The expression of HIF1A in breast cancer cells was higher (P < 0.01) in MCF-10A and MDA-MB-231 cells than in MCF-7 cells, while no significant difference was found between MCF-10A and MDA-MB-231 cells when using the 5 or 3 RG combinations (SF1 + TRA2B + THRAP3 + RHOA + QRICH1, SF1 + TRA2B + THRAP3, or THRAP3 + RHOA + QRICH1) for normalization (Fig. 4D). However, when ACTB or GAPDH (the less stably expressed RGs) were used, we found that HIF1A expression was significantly higher in MDA-MB-231 than in MCF-7 and MCF-10A cells.
The complete relative expression levels (2−ΔCt) of MAPK3, MAPK9, FAAH, and HIF1A genes normalized using all 13 types of single or multiple RG combinations are listed in Additional file 1: Table S5 and Table S6.
Validation of the selected genes (2): the relationship among different normalized RGs
Based on the method described in our previous study [28], the relationship among different normalized RGs was explored. As shown in Additional file 1: Figure S2, there was a high correlation (R2 from 0.815 to 0.979 in breast cancer tissues, and R2 from 0.927 to 0.995 in breast cancer cells) between stable RGs and SF1 + TRA2B + THRAP3 + RHOA + QRICH1. There was also a moderate to high correlation (R2 from 0.621 to 0.709 in breast cancer tissues, and R2 from 0.600 to 0.916 in breast cancer cell s) between unstable RGs and SF1 + TRA2B + THRAP3 + RHOA + QRICH1. There were few differences between the most stably expressed RGs and the least stably expressed RGs. Therefore, we performed additional analyses of their normalized efficacy, including a correlation analysis on the p-value yielded by the t-test analysis (see Method section).

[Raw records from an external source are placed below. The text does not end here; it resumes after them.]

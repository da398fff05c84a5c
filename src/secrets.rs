use crate::error::Result;
use crate::models::CredentialSet;
use async_trait::async_trait;
use google_gmail1::oauth2::storage::{TokenInfo, TokenStorage};
use keyring::Entry;
use serde::de::DeserializeOwned;
use serde::{Deserialize, Serialize};

const APP_NAME: &str = "gfilter";
const CREDENTIALS_KEY: &str = "oauth_client";
const TOKEN_KEY: &str = "gmail_token";

#[derive(Debug, Default, Serialize, Deserialize)]
struct TokenData {
    tokens: Vec<TokenInfo>,
}

fn read_entry<T: DeserializeOwned>(key: &str) -> Result<Option<T>> {
    let entry = Entry::new(APP_NAME, key)?;
    match entry.get_password() {
        Ok(serialized) => Ok(Some(serde_json::from_str(&serialized)?)),
        Err(keyring::Error::NoEntry) => Ok(None),
        Err(e) => Err(e.into()),
    }
}

fn write_entry<T: Serialize>(key: &str, value: &T) -> Result<()> {
    let entry = Entry::new(APP_NAME, key)?;
    let serialized = serde_json::to_string(value)?;
    entry.set_password(&serialized)?;
    Ok(())
}

fn clear_entry(key: &str) -> Result<()> {
    let entry = Entry::new(APP_NAME, key)?;
    match entry.delete_password() {
        Ok(()) | Err(keyring::Error::NoEntry) => Ok(()),
        Err(e) => Err(e.into()),
    }
}

/// OAuth client credentials and the session token, kept in the OS keyring.
pub struct Secrets;

impl Secrets {
    pub fn load_credentials() -> Result<Option<CredentialSet>> {
        read_entry(CREDENTIALS_KEY)
    }

    pub fn store_credentials(credentials: &CredentialSet) -> Result<()> {
        write_entry(CREDENTIALS_KEY, credentials)
    }

    pub fn has_token() -> Result<bool> {
        let data: Option<TokenData> = read_entry(TOKEN_KEY)?;
        Ok(data.is_some_and(|d| !d.tokens.is_empty()))
    }

    pub fn clear_token() -> Result<()> {
        clear_entry(TOKEN_KEY)
    }
}

/// Token storage handed to the OAuth flow. Only one token is kept; scopes are
/// ignored because every request uses the same set.
pub struct RingStorage;

#[async_trait]
impl TokenStorage for RingStorage {
    async fn set(&self, _scopes: &[&str], token: TokenInfo) -> anyhow::Result<()> {
        let data = TokenData {
            tokens: vec![token],
        };
        write_entry(TOKEN_KEY, &data)?;
        Ok(())
    }

    async fn get(&self, _scopes: &[&str]) -> Option<TokenInfo> {
        read_entry::<TokenData>(TOKEN_KEY)
            .ok()
            .flatten()
            .and_then(|data| data.tokens.into_iter().next())
    }
}
use crossterm::event::{KeyCode, KeyEvent, KeyModifiers};
use serde::{Deserialize, Serialize};
use tracing::warn;

const SETTINGS_FILE: &str = "settings.toml";

#[derive(Debug, Clone, Serialize, Deserialize)]
pub struct Config {
    pub keybindings: Keybindings,
    /// Pre-filled on the settings screen when no credentials are stored.
    #[serde(default = "default_redirect_uri")]
    pub default_redirect_uri: String,
}

fn default_redirect_uri() -> String {
    "http://localhost:3000/auth/callback".to_string()
}

#[derive(Debug, Clone, Serialize, Deserialize)]
pub struct Keybindings {
    pub show_filters: Vec<String>,
    pub show_new_filter: Vec<String>,
    pub show_settings: Vec<String>,
    pub move_up: Vec<String>,
    pub move_down: Vec<String>,
    pub next_field: Vec<String>,
    pub prev_field: Vec<String>,
    pub toggle: Vec<String>,
    pub refresh: Vec<String>,
    pub delete: Vec<String>,
    pub confirm: Vec<String>,
    pub cancel: Vec<String>,
    pub submit: Vec<String>,
    pub connect: Vec<String>,
    pub check_status: Vec<String>,
    pub reveal_secret: Vec<String>,
    pub quit: Vec<String>,
}

impl Default for Config {
    fn default() -> Self {
        Self {
            keybindings: Keybindings {
                show_filters: vec!["F1".to_string(), "alt-1".to_string()],
                show_new_filter: vec!["F2".to_string(), "alt-2".to_string()],
                show_settings: vec!["F3".to_string(), "alt-3".to_string()],
                move_up: vec!["k".to_string(), "Up".to_string()],
                move_down: vec!["j".to_string(), "Down".to_string()],
                next_field: vec!["Tab".to_string(), "Enter".to_string()],
                prev_field: vec!["BackTab".to_string()],
                toggle: vec![" ".to_string()],
                refresh: vec!["r".to_string(), "ctrl-r".to_string()],
                delete: vec!["d".to_string(), "Delete".to_string()],
                confirm: vec!["y".to_string(), "Enter".to_string()],
                cancel: vec!["n".to_string(), "Esc".to_string()],
                submit: vec!["ctrl-s".to_string()],
                connect: vec!["ctrl-o".to_string()],
                check_status: vec!["ctrl-r".to_string()],
                reveal_secret: vec!["ctrl-t".to_string()],
                quit: vec!["q".to_string(), "ctrl-q".to_string()],
            },
            default_redirect_uri: default_redirect_uri(),
        }
    }
}

pub fn parse_key_string(key_str: &str) -> (KeyCode, KeyModifiers) {
    let mut parts: Vec<&str> = key_str.split('-').collect();
    let mut modifiers = KeyModifiers::empty();

    // We process from the end to find the base key, then consume prefixes
    let base_key_str = parts.pop().unwrap_or("");

    for part in parts {
        match part.to_lowercase().as_str() {
            "ctrl" => modifiers.insert(KeyModifiers::CONTROL),
            "alt" => modifiers.insert(KeyModifiers::ALT),
            "shift" => modifiers.insert(KeyModifiers::SHIFT),
            "cmd" | "command" | "super" => modifiers.insert(KeyModifiers::SUPER),
            "meta" => modifiers.insert(KeyModifiers::META),
            _ => {}
        }
    }

    let code = match base_key_str {
        "Backspace" => KeyCode::Backspace,
        "Delete" => KeyCode::Delete,
        "Enter" => KeyCode::Enter,
        "Left" => KeyCode::Left,
        "Right" => KeyCode::Right,
        "Up" => KeyCode::Up,
        "Down" => KeyCode::Down,
        "Tab" => KeyCode::Tab,
        "BackTab" => KeyCode::BackTab,
        "Esc" => KeyCode::Esc,
        " " => KeyCode::Char(' '),
        s if s.len() > 1 && s.starts_with('F') => match s[1..].parse() {
            Ok(n) => KeyCode::F(n),
            Err(_) => KeyCode::Null,
        },
        s => {
            let mut chars = s.chars();
            match (chars.next(), chars.next()) {
                (Some(c), None) => KeyCode::Char(c),
                _ => KeyCode::Null,
            }
        }
    };

    (code, modifiers)
}

pub fn matches_key(event: KeyEvent, bindings: &[String]) -> bool {
    bindings.iter().any(|b| {
        let (code, modifiers) = parse_key_string(b);
        event.code == code && event.modifiers.contains(modifiers)
    })
}

/// Keys that would type into a text field rather than trigger a binding.
pub fn is_text_input(event: KeyEvent) -> bool {
    matches!(event.code, KeyCode::Char(_))
        && !event
            .modifiers
            .intersects(KeyModifiers::CONTROL | KeyModifiers::ALT)
}

impl Config {
    pub fn load() -> Self {
        use std::fs;
        if let Ok(content) = fs::read_to_string(SETTINGS_FILE) {
            match toml::from_str(&content) {
                Ok(config) => return config,
                Err(e) => warn!("Ignoring {}: {}", SETTINGS_FILE, e),
            }
        }
        Self::default()
    }
}
fn filter_item(filter_id: &str, rules: &[Rule], app: &App, selected: bool) -> ListItem<'static> {
    let lookup = app.store.label_lookup();
    let indicator = if selected { "█" } else { " " };
    let mut lines = vec![Line::from(Span::styled(
        format!("{} Filter {}", indicator, filter_id),
        Style::default().add_modifier(Modifier::BOLD),
    ))];

    let (criteria, actions): (Vec<&Rule>, Vec<&Rule>) =
        rules.iter().partition(|r| r.is_criterion());
    for (heading, group) in [("Matches", criteria), ("Actions", actions)] {
        if group.is_empty() {
            continue;
        }
        lines.push(Line::from(format!("{}   {}:", indicator, heading)));
        for rule in group {
            lines.push(Line::from(format!(
                "{}     {}",
                indicator,
                rule.describe(&lookup)
            )));
        }
    }

    let style = if selected {
        Style::default().fg(Color::Yellow)
    } else {
        Style::default()
    };
    ListItem::new(Text::from(lines)).style(style)
}

fn render_filters(f: &mut Frame, app: &App, state: &mut UIState<'_>, area: Rect) {
    if !app.is_authenticated() {
        render_signed_out(f, "Filters", area);
        return;
    }

    let filters = app.store.filters();
    let block = Block::default()
        .borders(Borders::ALL)
        .title(format!(" Filters ({}) ", filters.len()))
        .border_style(focus_style(state.pending_delete.is_none()));

    if filters.is_empty() {
        let msg = Paragraph::new("No filters yet. Press F2 to create one.")
            .block(block)
            .style(Style::default().fg(Color::DarkGray));
        f.render_widget(msg, area);
        return;
    }

    let separator = "─".repeat(area.width.saturating_sub(4) as usize);
    let mut items: Vec<ListItem> = Vec::new();
    for (i, filter) in filters.iter().enumerate() {
        let rules = codec::decode(filter);
        let id = filter.id.as_deref().unwrap_or("(unsaved)");
        items.push(filter_item(id, &rules, app, i == state.selected_filter));
        if i + 1 < filters.len() {
            items.push(
                ListItem::new(separator.clone()).style(Style::default().fg(Color::DarkGray)),
            );
        }
    }

    // Every filter but the last is followed by a separator item.
    state
        .filters_list_state
        .select(Some(state.selected_filter * 2));
    f.render_stateful_widget(List::new(items).block(block), area, &mut state.filters_list_state);
}

fn checkbox(draft: &FilterDraft, field: FormField, focused: FormField) -> Paragraph<'static> {
    let checked = draft_flag(draft, field).unwrap_or(false);
    let marker = if focused == field { "›" } else { " " };
    Paragraph::new(format!(
        "{} [{}] {}",
        marker,
        if checked { "x" } else { " " },
        field.title()
    ))
    .style(focus_style(focused == field))
}

fn render_label_picker(
    f: &mut Frame,
    app: &App,
    form: &FilterForm<'_>,
    field: FormField,
    area: Rect,
) {
    let focused = form.focused == field;
    let block = Block::default()
        .borders(Borders::ALL)
        .title(format!(" {} ", field.title()))
        .border_style(focus_style(focused));

    let chosen = draft_label_ids(&app.draft, field).map(Vec::as_slice).unwrap_or(&[]);
    let items: Vec<ListItem> = app
        .store
        .assignable_labels()
        .map(|label| {
            let checked = chosen.contains(&label.id);
            ListItem::new(format!(
                "[{}] {}",
                if checked { "x" } else { " " },
                label.display_name()
            ))
        })
        .collect();

    if items.is_empty() {
        let msg = Paragraph::new("No user labels")
            .block(block)
            .style(Style::default().fg(Color::DarkGray));
        f.render_widget(msg, area);
        return;
    }

    let mut list_state = ListState::default();
    if focused {
        list_state.select(Some(form.label_cursor));
    }
    let list = List::new(items)
        .block(block)
        .highlight_style(Style::default().fg(Color::Yellow).add_modifier(Modifier::BOLD));
    f.render_stateful_widget(list, area, &mut list_state);
}

fn render_new_filter(f: &mut Frame, app: &App, state: &mut UIState<'_>, area: Rect) {
    if !app.is_authenticated() {
        render_signed_out(f, "New Filter", area);
        return;
    }

    let block = Block::default()
        .borders(Borders::ALL)
        .title(" New Filter ")
        .border_style(Style::default().fg(Color::Gray));
    let inner = block.inner(area);
    f.render_widget(block, area);

    let halves = Layout::default()
        .direction(Direction::Horizontal)
        .constraints([Constraint::Percentage(50), Constraint::Percentage(50)])
        .split(inner);

    let left = Layout::default()
        .direction(Direction::Vertical)
        .constraints([
            Constraint::Length(3), // From
            Constraint::Length(3), // To
            Constraint::Length(3), // Subject
            Constraint::Length(3), // Query
            Constraint::Length(1),
            Constraint::Length(1),
            Constraint::Min(0),
        ])
        .split(halves[0]);

    let right = Layout::default()
        .direction(Direction::Vertical)
        .constraints([
            Constraint::Min(4),
            Constraint::Min(4),
            Constraint::Length(3), // Forward
            Constraint::Length(1),
            Constraint::Length(1),
            Constraint::Length(1),
            Constraint::Length(1),
        ])
        .split(halves[1]);

    let focused = state.form.focused;
    let form = &mut state.form;
    for (field, rect) in [
        (FormField::From, left[0]),
        (FormField::To, left[1]),
        (FormField::Subject, left[2]),
        (FormField::Query, left[3]),
        (FormField::Forward, right[2]),
    ] {
        if let Some(textarea) = form.text_field_mut(field) {
            style_field(textarea, field.title(), focused == field);
            f.render_widget(&*textarea, rect);
        }
    }

    f.render_widget(checkbox(&app.draft, FormField::HasAttachment, focused), left[4]);
    f.render_widget(checkbox(&app.draft, FormField::ExcludeChats, focused), left[5]);

    render_label_picker(f, app, form, FormField::AddLabels, right[0]);
    render_label_picker(f, app, form, FormField::RemoveLabels, right[1]);

    for (field, rect) in [
        (FormField::MarkAsRead, right[3]),
        (FormField::MarkAsImportant, right[4]),
        (FormField::Delete, right[5]),
        (FormField::NeverSpam, right[6]),
    ] {
        f.render_widget(checkbox(&app.draft, field, focused), rect);
    }
}
mod app;
mod auth;
mod codec;
mod config;
mod error;
mod filters;
mod gateway;
mod gmail;
mod models;
mod notify;
mod secrets;
mod ui;

use crate::app::App;
use crate::config::{Config, is_text_input, matches_key};
use crate::gateway::SystemBrowser;
use crate::gmail::GmailGateway;
use crate::secrets::Secrets;
use crate::ui::{FilterForm, UIState, View};
use crossterm::{
    event::{self, Event, KeyEvent, KeyEventKind},
    execute,
    terminal::{disable_raw_mode, enable_raw_mode},
};
use ratatui::Terminal;
use ratatui::backend::{Backend, CrosstermBackend};
use std::io;
use std::sync::{Arc, Mutex};
use std::time::{Duration, Instant};
use tracing::{debug, info};
use tracing_subscriber::EnvFilter;

const DEBUG_LOG: &str = "gfilter_debug.log";

enum Flow {
    Continue,
    Quit,
}

fn init_logging() -> anyhow::Result<()> {
    let file = std::fs::OpenOptions::new()
        .create(true)
        .append(true)
        .open(DEBUG_LOG)?;
    let filter =
        EnvFilter::try_from_default_env().unwrap_or_else(|_| EnvFilter::new("gfilter=debug"));
    tracing_subscriber::fmt()
        .with_env_filter(filter)
        .with_writer(Mutex::new(file))
        .with_ansi(false)
        .init();
    Ok(())
}

#[tokio::main]
async fn main() -> anyhow::Result<()> {
    let config = Config::load();
    if std::env::args().any(|arg| arg == "--debug") {
        init_logging()?;
    }

    // Handle token reset
    if std::env::args().any(|arg| arg == "--reset-token") {
        Secrets::clear_token()?;
        println!("Token cleared. Restart without --reset-token and connect again from Settings.");
        return Ok(());
    }

    let mut app = App::new(
        Arc::new(GmailGateway::new()),
        Box::new(SystemBrowser),
        config.default_redirect_uri.clone(),
    );
    app.start().await;
    info!("Started in state {:?}", app.auth.state());

    enable_raw_mode()?;
    let mut stdout = io::stdout();
    execute!(stdout, crossterm::terminal::EnterAlternateScreen)?;
    let backend = CrosstermBackend::new(stdout);
    let mut terminal = Terminal::new(backend)?;

    let result = run(&mut terminal, &config, &mut app).await;

    // Restore terminal
    disable_raw_mode()?;
    execute!(
        terminal.backend_mut(),
        crossterm::terminal::LeaveAlternateScreen
    )?;
    terminal.show_cursor()?;

    result
}

async fn run<B: Backend>(
    terminal: &mut Terminal<B>,
    config: &Config,
    app: &mut App,
) -> anyhow::Result<()> {
    let mut ui_state = UIState::new(app);

    loop {
        app.notifications.prune_at(Instant::now());
        terminal.draw(|f| ui::render(f, app, &mut ui_state))?;

        if !event::poll(Duration::from_millis(100))? {
            continue;
        }

        if let Event::Key(key) = event::read()? {
            if key.kind != KeyEventKind::Press {
                continue;
            }
            if let Flow::Quit = handle_key(key, config, app, &mut ui_state).await {
                break;
            }
        }
    }

    Ok(())
}

async fn handle_key(
    key: KeyEvent,
    config: &Config,
    app: &mut App,
    ui_state: &mut UIState<'_>,
) -> Flow {
    let kb = &config.keybindings;

    if let Some(filter_id) = ui_state.pending_delete.clone() {
        if matches_key(key, &kb.confirm) {
            ui_state.pending_delete = None;
            app.delete_filter(&filter_id).await;
            ui_state.clamp_selection(app.store.filters().len());
        } else if matches_key(key, &kb.cancel) {
            ui_state.pending_delete = None;
        }
        return Flow::Continue;
    }

    if matches_key(key, &kb.show_filters) {
        ui_state.view = View::Filters;
        return Flow::Continue;
    }
    if matches_key(key, &kb.show_new_filter) {
        ui_state.view = View::NewFilter;
        return Flow::Continue;
    }
    if matches_key(key, &kb.show_settings) {
        ui_state.view = View::Settings;
        return Flow::Continue;
    }

    let typing = ui_state.is_editing_text(app) && is_text_input(key);
    if !typing && matches_key(key, &kb.quit) {
        return Flow::Quit;
    }

    match ui_state.view {
        View::Filters => handle_filters_key(key, config, app, ui_state).await,
        View::NewFilter => handle_new_filter_key(key, config, app, ui_state).await,
        View::Settings => handle_settings_key(key, config, app, ui_state).await,
    }
    Flow::Continue
}

async fn handle_filters_key(
    key: KeyEvent,
    config: &Config,
    app: &mut App,
    ui_state: &mut UIState<'_>,
) {
    let kb = &config.keybindings;
    if !app.is_authenticated() {
        return;
    }

    if matches_key(key, &kb.move_up) {
        ui_state.selected_filter = ui_state.selected_filter.saturating_sub(1);
    } else if matches_key(key, &kb.move_down) {
        ui_state.selected_filter += 1;
        ui_state.clamp_selection(app.store.filters().len());
    } else if matches_key(key, &kb.refresh) {
        app.reload_filters().await;
        app.reload_labels().await;
        ui_state.clamp_selection(app.store.filters().len());
    } else if matches_key(key, &kb.delete) {
        ui_state.pending_delete = ui_state.selected_filter_id(app);
    }
}

async fn handle_new_filter_key(
    key: KeyEvent,
    config: &Config,
    app: &mut App,
    ui_state: &mut UIState<'_>,
) {
    let kb = &config.keybindings;
    if !app.is_authenticated() {
        return;
    }
    let form = &mut ui_state.form;

    if matches_key(key, &kb.submit) {
        if app.submit_draft().await {
            debug!("Draft submitted, resetting form");
            ui_state.form = FilterForm::from_draft(&app.draft);
        }
    } else if matches_key(key, &kb.next_field) {
        form.focus(form.focused.next());
    } else if matches_key(key, &kb.prev_field) {
        form.focus(form.focused.prev());
    } else if form.focused.is_text() {
        if let Some(textarea) = form.text_field_mut(form.focused) {
            textarea.input(key);
        }
        form.sync_focused(&mut app.draft);
    } else if form.focused.is_label_picker() {
        let label_ids: Vec<&str> = app
            .store
            .assignable_labels()
            .map(|l| l.id.as_str())
            .collect();
        if matches_key(key, &kb.move_up) {
            form.move_label_cursor(false, label_ids.len());
        } else if matches_key(key, &kb.move_down) {
            form.move_label_cursor(true, label_ids.len());
        } else if matches_key(key, &kb.toggle) {
            form.toggle_focused(&mut app.draft, &label_ids);
        }
    } else if matches_key(key, &kb.toggle) {
        form.toggle_focused(&mut app.draft, &[]);
    }
}

async fn handle_settings_key(
    key: KeyEvent,
    config: &Config,
    app: &mut App,
    ui_state: &mut UIState<'_>,
) {
    let kb = &config.keybindings;
    let settings = &mut ui_state.settings;

    if matches_key(key, &kb.submit) {
        app.save_credentials(settings.to_credentials()).await;
    } else if matches_key(key, &kb.connect) {
        app.connect().await;
    } else if matches_key(key, &kb.check_status) {
        app.check_status().await;
    } else if matches_key(key, &kb.reveal_secret) {
        settings.toggle_reveal();
    } else if matches_key(key, &kb.next_field) {
        settings.focused = settings.focused.next();
    } else if matches_key(key, &kb.prev_field) {
        settings.focused = settings.focused.prev();
    } else {
        settings.focused_textarea().input(key);
    }
}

As shown in Fig. 5A, in breast cancer tissues, the normalized results using SF1 + TRA2 + THRAP3 (R2 = 0.847, P < 0.001), THRAP3 + RHOA + QRICH1 (R2 = 0.947, P < 0.001), SF1 + THRAP3 (R2 = 0.827, P < 0.001), or THRAP3 + RHOA (R2 = 0.866, P < 0.001) displayed a high correlation with SF1 + TRA2B + THRAP3 + RHOA + QRICH1 suggesting that they had extremely similar normalization capabilities. SF1, TRA2B, and THRAP3 displayed a moderate correlation (R2 > 0.5), while RHOA or QRICH1 displayed a weak correlation (R2 < 0.5) with SF1 + TRA2B + THRAP3 + RHOA + QRICH1. There was a poor correlation between less stably expressed RGs (ACTB, GAPDH, or ACTB + GAPDH) and SF1 + TRA2B + THRAP3 + RHOA + QRICH1. Similar results were found for the breast cancer cell lines (Fig. 5B). The complete p-value results yielded by t-test analysis are given in Additional file 1: Table S7 and Table S8.